Use the Abstract Factory pattern when

  • The system should be independent of how its products are created, composed, and represented
  • The system should be configured with one of the multiple families of products
  • The family of related product objects is designed to be used together, and you need to enforce this constraint
  • You want to provide a class library of products, and you want to reveal just their interfaces, not their implementations
  • The lifetime of the dependency is conceptually shorter than the lifetime of the consumer.
  • You need a run-time value to construct a particular dependency
  • You want to decide which product to call from a family at runtime.
  • You need to supply one or more parameters only known at run-time before you can resolve a dependency.
  • When you need consistency among products
  • You don’t want to change existing code when adding new products or families of products to the program.

Example use cases

  • Selecting to call to the appropriate implementation of FileSystemAcmeService or DatabaseAcmeService or NetworkAcmeService at runtime.
  • Unit test case writing becomes much easier
  • UI tools for different OS

Consequences

Benefits

  • Flexibility: Easily switch between product families without code modifications.
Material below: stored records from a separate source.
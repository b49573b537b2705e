//! DMX universe run-length codec.
//!
//! The wire format is a sequence of segments:
//!
//! ```text
//! segment := run_segment | literal_segment
//! run_segment     := (0x80 | count:7bits) value             ; count in [3,127]
//! literal_segment := count:7bits (top bit clear) count*byte ; count in [1,127]
//! ```
//!
//! Two-byte runs are never encoded as a run segment (the 2-byte segment
//! would save nothing); they are folded into the surrounding literal.
//!
//! # Overflow contract
//!
//! [`encode`] never writes past the destination slice. When the destination
//! is too small it writes as many whole segments as fit, then a final
//! literal truncated to the remaining capacity, and reports
//! `complete = false` together with the number of bytes written. Callers
//! that transmit into fixed-size packets depend on this exact behavior.
//!
//! # Decode hardening
//!
//! Unlike the trusting reference decoder, [`decode`] validates every
//! segment against the end of the encoded slice and returns
//! [`DecodeError::Truncated`] for malformed input instead of reading out
//! of bounds.

use std::fmt;

use crate::DMX_UNIVERSE_SIZE;

/// Top bit of a segment's count byte: set for run segments.
pub const REPEAT_FLAG: u8 = 0x80;

/// Maximum per-segment count (7 usable bits).
const MAX_SEGMENT: usize = 0x7f;

/// Minimum run length worth a run segment.
const MIN_RUN: usize = 3;

/// Result of [`encode`].
#[derive(Debug, Clone, Copy, PartialEq, Eq)]
pub struct EncodeOutcome {
    /// Bytes written into the destination slice.
    pub written: usize,
    /// True iff all of the source was consumed.
    pub complete: bool,
}

/// Length of the run of identical bytes starting at `pos`, capped at 127.
#[inline]
fn run_len(src: &[u8], pos: usize) -> usize {
    let value = src[pos];
    let mut len = 1;
    while pos + len < src.len() && src[pos + len] == value && len < MAX_SEGMENT {
        len += 1;
    }
    len
}

/// Run-length encode `src` into `dst`.
///
/// Returns the number of bytes written and whether the whole source fit.
/// See the module docs for the exact truncation behavior when `dst` is
/// too small.
pub fn encode(src: &[u8], dst: &mut [u8]) -> EncodeOutcome {
    let mut ip = 0; // next unread source byte
    let mut op = 0; // next unwritten destination byte

    while ip < src.len() {
        let run = run_len(src, ip);
        if run >= MIN_RUN {
            if dst.len() - op < 2 {
                break; // run segment cannot be split
            }
            dst[op] = REPEAT_FLAG | run as u8;
            dst[op + 1] = src[ip];
            op += 2;
            ip += run;
        } else {
            // Collect literal bytes until a run of >= 3 starts, the source
            // ends, or the segment is full.
            let start = ip;
            while ip < src.len() && ip - start < MAX_SEGMENT {
                if run_len(src, ip) >= MIN_RUN {
                    break;
                }
                ip += 1;
            }
            let want = ip - start;

            // count byte + at least one data byte must fit
            if dst.len() - op < 2 {
                ip = start;
                break;
            }
            let take = want.min(dst.len() - op - 1);
            dst[op] = take as u8;
            dst[op + 1..op + 1 + take].copy_from_slice(&src[start..start + take]);
            op += 1 + take;
            if take < want {
                ip = start + take;
                break; // truncated literal — destination exhausted
            }
        }
    }

    EncodeOutcome {
        written: op,
        complete: ip >= src.len(),
    }
}

/// Error from [`decode`].
#[derive(Debug, Clone, Copy, PartialEq, Eq)]
pub enum DecodeError {
    /// A segment header promised more bytes than the encoded slice holds.
    /// The payload carried is the offset of the offending segment.
    Truncated(usize),
}

impl fmt::Display for DecodeError {
    fn fmt(&self, f: &mut fmt::Formatter<'_>) -> fmt::Result {
        match self {
            Self::Truncated(at) => write!(f, "encoded data truncated at byte {}", at),
        }
    }
}

impl std::error::Error for DecodeError {}

/// Destination for [`decode`]: a slot buffer that accepts verbatim ranges
/// and value fills.
pub trait SlotSink {
    /// Copy `data` to slots starting at `offset`.
    fn set_range(&mut self, offset: usize, data: &[u8]);
    /// Set `count` slots starting at `offset` to `value`.
    fn fill_range(&mut self, offset: usize, value: u8, count: usize);
}

impl SlotSink for Vec<u8> {
    fn set_range(&mut self, offset: usize, data: &[u8]) {
        if self.len() < offset + data.len() {
            self.resize(offset + data.len(), 0);
        }
        self[offset..offset + data.len()].copy_from_slice(data);
    }

    fn fill_range(&mut self, offset: usize, value: u8, count: usize) {
        if self.len() < offset + count {
            self.resize(offset + count, 0);
        }
        self[offset..offset + count].fill(value);
    }
}

/// One DMX512 universe: 512 slots, writes past slot 511 are dropped.
#[derive(Clone)]
pub struct DmxBuffer {
    slots: [u8; DMX_UNIVERSE_SIZE],
}

impl DmxBuffer {
    pub fn new() -> Self {
        Self {
            slots: [0; DMX_UNIVERSE_SIZE],
        }
    }

    pub fn as_slice(&self) -> &[u8] {
        &self.slots
    }

    /// Reset every slot to zero.
    pub fn blackout(&mut self) {
        self.slots.fill(0);
    }
}

impl Default for DmxBuffer {
    fn default() -> Self {
        Self::new()
    }
}

// Dumping 512 slots is useless in logs; summarize.
impl fmt::Debug for DmxBuffer {
    fn fmt(&self, f: &mut fmt::Formatter<'_>) -> fmt::Result {
        let lit = self.slots.iter().filter(|&&v| v != 0).count();
        write!(f, "DmxBuffer({} of {} slots lit)", lit, DMX_UNIVERSE_SIZE)
    }
}

impl SlotSink for DmxBuffer {
    fn set_range(&mut self, offset: usize, data: &[u8]) {
        if offset >= DMX_UNIVERSE_SIZE {
            return;
        }
        let n = data.len().min(DMX_UNIVERSE_SIZE - offset);
        self.slots[offset..offset + n].copy_from_slice(&data[..n]);
    }

    fn fill_range(&mut self, offset: usize, value: u8, count: usize) {
        if offset >= DMX_UNIVERSE_SIZE {
            return;
        }
        let n = count.min(DMX_UNIVERSE_SIZE - offset);
        self.slots[offset..offset + n].fill(value);
    }
}

/// Decode `encoded` into `dst`, the first slot landing at `start_offset`.
///
/// Returns the offset one past the last slot written.
pub fn decode<S: SlotSink>(
    start_offset: usize,
    encoded: &[u8],
    dst: &mut S,
) -> Result<usize, DecodeError> {
    let mut ip = 0;
    let mut offset = start_offset;

    while ip < encoded.len() {
        let count = (encoded[ip] & !REPEAT_FLAG) as usize;
        if encoded[ip] & REPEAT_FLAG != 0 {
            // run: one value byte follows
            if ip + 1 >= encoded.len() {
                return Err(DecodeError::Truncated(ip));
            }
            dst.fill_range(offset, encoded[ip + 1], count);
            ip += 2;
        } else {
            // literal: `count` raw bytes follow
            if ip + 1 + count > encoded.len() {
                return Err(DecodeError::Truncated(ip));
            }
            dst.set_range(offset, &encoded[ip + 1..ip + 1 + count]);
            ip += 1 + count;
        }
        offset += count;
    }

    Ok(offset)
}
  • Decoupling: Client code only interacts with abstract interfaces, promoting portability and maintainability.

  • Reusability: Abstract factories and products facilitate component reuse across projects.

  • Maintainability: Changes to individual product families are localized, simplifying updates.

Trade-offs

  • Complexity: Defining abstract interfaces and concrete factories adds initial overhead.

  • Indirectness: Client code interacts with products indirectly through factories, potentially reducing transparency.